④電気の不良導体で、流動すると静電気を発生しやすい。
⑤若干の麻酔性がある。
【火災予防の方法】
①第四類危険物共通事項
その他特異事項
②水と作用して発熱し、発火することがあるため、水との混触を避ける。
【消火の方法】
泡、二酸化炭素、粉末、ハロゲン化物等により窒息消火する。
キシレン
品名:第二石油類
化学式:C6H4(CH3)2
指定数量:1000リットル
形状:液体
性質:非水溶性
比重: -
蒸気比重: -
引火点: -
発火点: -
沸点: -
融点: -
燃焼範囲: -
【異性体別】
オルトキシレン(O-)
比重:0.88
蒸気比重:3.66
引火点℃:33
発火点℃:463
沸点℃:144
融点℃:-25.2
燃焼範囲vol%:1.0~6.0
メタキシレン(m-)
比重:0.86
蒸気比重:3.66
引火点℃:28
発火点℃:527
沸点℃:139
融点℃:-47.7
燃焼範囲vol%:1.1~7.0
パラキシレン(p-)
比重:0.86
蒸気比重:3.66
引火点℃:27
発火点℃:528
沸点℃:138
融点℃:13.2
燃焼範囲vol%:1.1~7.0
【性 状】
①無色透明の液体である。
②芳香性を有する。
③水に溶けない。
【危険性】
①燃焼範囲は1.0~7.0vol%と比較的狭いが、下限界が低いため引火しやすい。
②加熱等により液温が引火点以上になると引火の危険性はガソリンとほぼ同様となる。
③霧状の浮遊状態や、布等にしみ込んだ状態では、空気との接触面積が大きくなるため、危険性は増大する。
④電気の不良導体で、流動すると静電気を発生しやすい。
【火災予防の方法】
①第四類危険物共通事項
その他特異事項
②塩素酸塩類との混触によって発火し、爆発することがあるため、これらとの混触を避ける。
【消火の方法】
泡、二酸化炭素、粉末、ハロゲン化物等により窒息消火する。
酢 酸
品名:第2石油類
化学式:CH3COOH
指定数量:2000リットル
形状:液体
性質:水溶性
比重:1.05
蒸気比重:2.1
引火点:39℃
発火点:463℃
沸点:118℃
融点:16.6℃
燃焼範囲:4.0~19.9vol%
【性 状】
①無色透明の液体である。
②特異な刺激性の酢の臭気を有する。
③水、エチルアルコール、ジエチルエーテルによく溶ける。
④約17℃以下になると凝固する。
⑤水溶液は弱い酸性を示す。
⑥食酢は酢酸の3~5%の水溶液である。
【危険性】
①強い腐食性の有機酸で高純度品よりも水溶液の方が腐食性が強い。
②皮膚に触れると火傷を起こす。
③濃い蒸気を吸入すると粘膜を刺激し、炎症を起こす。
【火災予防の方法】
①第四類危険物共通事項
その他特異事項
②コンクリートを腐食させるので、床等のコンクリート部分はアスファルト等の腐食しない材料を用いる。

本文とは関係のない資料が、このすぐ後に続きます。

//! Control Record Repository
//!
//! One row per kind. The `order_numbering` row is the counter of the current
//! numbering epoch.

use super::RepoResult;
use sqlx::SqliteConnection;

/// Kind of the order numbering control record
pub const ORDER_NUMBERING: &str = "order_numbering";

#[derive(Debug, Clone, PartialEq, Eq, sqlx::FromRow)]
pub struct ControlRecord {
    pub kind: String,
    pub epoch: i64,
    pub last_number: i64,
    pub reset_at: Option<i64>,
}

pub async fn find(conn: &mut SqliteConnection, kind: &str) -> RepoResult<Option<ControlRecord>> {
    let row = sqlx::query_as::<_, ControlRecord>(
        "SELECT kind, epoch, last_number, reset_at FROM control_record WHERE kind = ?",
    )
    .bind(kind)
    .fetch_optional(conn)
    .await?;
    Ok(row)
}

/// Increment the counter and return the new value, `None` if the record is missing
pub async fn increment(conn: &mut SqliteConnection, kind: &str) -> RepoResult<Option<i64>> {
    let next: Option<i64> = sqlx::query_scalar(
        "UPDATE control_record SET last_number = last_number + 1 WHERE kind = ? RETURNING last_number",
    )
    .bind(kind)
    .fetch_optional(conn)
    .await?;
    Ok(next)
}

/// Create the record with a given last number (bootstrap)
pub async fn insert(conn: &mut SqliteConnection, kind: &str, last_number: i64) -> RepoResult<()> {
    sqlx::query("INSERT INTO control_record (kind, epoch, last_number, reset_at) VALUES (?1, 0, ?2, NULL)")
        .bind(kind)
        .bind(last_number)
        .execute(conn)
        .await?;
    Ok(())
}

/// Raise the counter to at least `floor`
pub async fn advance_to(conn: &mut SqliteConnection, kind: &str, floor: i64) -> RepoResult<()> {
    sqlx::query("UPDATE control_record SET last_number = MAX(last_number, ?1) WHERE kind = ?2")
        .bind(floor)
        .bind(kind)
        .execute(conn)
        .await?;
    Ok(())
}

/// Start a new epoch at 0, creating the record if needed
pub async fn reset(conn: &mut SqliteConnection, kind: &str, now: i64) -> RepoResult<ControlRecord> {
    let record = sqlx::query_as::<_, ControlRecord>(
        "INSERT INTO control_record (kind, epoch, last_number, reset_at) VALUES (?1, 1, 0, ?2) \
         ON CONFLICT(kind) DO UPDATE SET epoch = epoch + 1, last_number = 0, reset_at = excluded.reset_at \
         RETURNING kind, epoch, last_number, reset_at",
    )
    .bind(kind)
    .bind(now)
    .fetch_one(conn)
    .await?;
    Ok(record)
}
pub async fn get_order(pool: &SqlitePool, reference: &OrderRef) -> LedgerResult<Order> {
    let mut conn = pool.acquire().await?;
    let found = match reference {
        OrderRef::Id(id) => order_repo::find_by_id(&mut conn, *id).await?,
        OrderRef::Number(number) => order_repo::find_by_number(&mut conn, number).await?,
    };
    found.ok_or_else(|| LedgerError::OrderNotFound(reference.to_string()))
}

/// Take the write lock on an order (bumping `updated_at`) and load it
pub(crate) async fn lock_order(
    conn: &mut SqliteConnection,
    reference: &OrderRef,
    now: i64,
) -> LedgerResult<Order> {
    let id = match reference {
        OrderRef::Id(id) => order_repo::touch(conn, *id, now).await?.then_some(*id),
        OrderRef::Number(number) => order_repo::touch_by_number(conn, number, now).await?,
    };
    let not_found = || LedgerError::OrderNotFound(reference.to_string());
    let id = id.ok_or_else(not_found)?;
    order_repo::find_by_id(conn, id).await?.ok_or_else(not_found)
}

/// Put an order's quantities back in stock.
///
/// A product that no longer exists is skipped with a warning.
pub(crate) async fn restore_stock(
    conn: &mut SqliteConnection,
    order: &Order,
    now: i64,
) -> LedgerResult<()> {
    for (product_id, quantity) in order_demand(order) {
        match apply_stock_delta(conn, product_id, quantity, now).await {
            Ok(stock) => {
                tracing::debug!(order_number = %order.number, product_id, quantity, stock, "Stock restored")
            }
            Err(CatalogError::NotFound(_)) => {
                tracing::warn!(order_number = %order.number, product_id, quantity, "Product no longer exists, stock not restored")
            }
            Err(e) => return Err(e.into()),
        }
    }
    Ok(())
}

③金属類と反応するため、貯蔵容器は耐酸性のものを使用する。
【消火の方法】
二酸化炭素、粉末、耐アルコール泡等の消火剤により消火する。
★ 次のような問題が出題されます。★
第二石油類(例:灯油)に関しては、次のような形で出題されることがあります。
【問題】
灯油の性状について、次のうち誤っているものはどれか。
(1)蒸気比重は、空気の4.5倍である。
(2)引火点は40℃以下である。
(3)無色又は淡紫黄色の液体である。
(4)燃焼範囲は1.1~6.0vol%である。
(5)水には溶けない。
【解答】
(2)
【解説】
灯油の引火点は40℃以上である。